Al-Qaeda and other hostile groups have repeatedly sought to infiltrate U.S. intelligence agencies, which are investigating thousands of their employees to counter the threat, The Washington Post reported Monday.
The CIA found that about a fifth of job applicants with suspect backgrounds had “significant terrorist and/or hostile intelligence connections,” the Post cited a classified budget document as saying.
The document was provided to the paper by former National Security Agency contractor Edward Snowden, now a fugitive in Russia under temporary asylum.
Although the file did not describe the nature of the jobseekers’ extremist or hostile ties, it cited Hamas, Hezbollah and al-Qaeda and its affiliates most often.
The fear of infiltration is such that the NSA planned last year to investigate at least 4,000 staff who obtained security clearances.
The NSA detected potentially suspicious activity among staff members after trawling through trillions of employee keystrokes at work.
The suspicious behavior included staffers accessing classified databases they do not usually use for their work or downloading several documents, two people familiar with the software used to monitor staff told the Post.
But serious delays and uneven implementation have hit the multimillion-dollar effort, and the spy agencies never detected Snowden copying a wide range of the NSA’s highly classified documents.
The fugitive leaker is wanted by Washington on espionage charges linked to media disclosures about U.S. surveillance programs.
“Over the last several years, a small subset of CIA’s total job applicants were flagged due to various problems or issues,” one official told the Post.
“During this period, one in five of that small subset were found to have significant connections to hostile intelligence services and or terrorist groups.”
The NSA is also creating a huge database known as WILDSAGE to help share sensitive intelligence among cybersecurity centers, according to the budget document.

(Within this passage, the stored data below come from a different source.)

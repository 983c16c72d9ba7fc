//! Artist profile.

use serde::{Deserialize, Serialize};

wire_enum! {
    pub enum SubscriptionTier as "subscription tier" {
        Free => "free",
        Basic => "basic",
        Pro => "pro",
        Premium => "premium",
    }
}

impl Default for SubscriptionTier {
    fn default() -> Self {
        SubscriptionTier::Free
    }
}

impl SubscriptionTier {
    /// Banner booking and pitching are paid-tier features.
    pub fn includes_promotion(&self) -> bool {
        *self >= SubscriptionTier::Basic
    }
}

#[derive(Debug, Clone, Default, PartialEq, Serialize, Deserialize)]
#[serde(rename_all = "camelCase")]
pub struct Profile {
    pub id: String,
    pub display_name: String,
    #[serde(default)]
    pub email: String,
    #[serde(default, skip_serializing_if = "Option::is_none")]
    pub avatar: Option<String>,
    #[serde(default)]
    pub city: String,
    #[serde(default)]
    pub genres: Vec<String>,
}

/// `GET /profile`: who is signed in and what they can spend.
#[derive(Debug, Clone, PartialEq, Serialize, Deserialize)]
#[serde(rename_all = "camelCase")]
pub struct Account {
    pub profile: Profile,
    #[serde(default)]
    pub tier: SubscriptionTier,
    /// Display only; the economy lives server-side.
    #[serde(default)]
    pub coins: u64,
}

#[cfg(test)]
mod tests {
    use super::*;

    #[test]
    fn test_account_defaults() {
        let json = r#"{"profile":{"id":"u-1","displayName":"Иван"}}"#;
        let account: Account = serde_json::from_str(json).unwrap();
        assert_eq!(account.profile.display_name, "Иван");
        assert_eq!(account.tier, SubscriptionTier::Free);
        assert_eq!(account.coins, 0);
    }

    #[test]
    fn test_promotion_needs_paid_tier() {
        assert!(!SubscriptionTier::Free.includes_promotion());
        assert!(SubscriptionTier::Basic.includes_promotion());
        assert!(SubscriptionTier::Premium.includes_promotion());
    }
}
//! Entry point for the WASM application

use artistdash_frontend::{App, APP_NAME};
use leptos::*;

pub fn main() {
    console_error_panic_hook::set_once();
    _ = console_log::init_with_level(log::Level::Debug);

    log::info!("🦀 {} - Starting Leptos App", APP_NAME);

    mount_to_body(|| view! { <App/> })
}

But the move has raised concern that the database could be infiltrated.
Intelligence agencies have stepped up scrutiny of insider threats following the disclosure of hundreds of thousands of military and diplomatic files by WikiLeaks in 2010.
Army Private Bradley Manning, an intelligence analyst now known as Chelsea Manning, had leaked the documents to the anti-secrecy group.
In 2011, Congress ordered Director of National Intelligence James Clapper to set up an “automated insider threat detection program” to prevent further such leaks, stop possible abuses and identify double agents.
But the project was delayed several times as the intelligence community dealt with the aftermath of Manning’s leaks, the Post said.
President Barack Obama’s administration has cracked down on insider threats.
In November 2012, Obama issued a National Insider Threat Policy that defined the threats as coming from “espionage, terrorism (or) unauthorized disclosure of national security information.”
The policy places whistleblowers, spies and “terrorists” in a single category, and has triggered outcries from critics who say the three are distinct.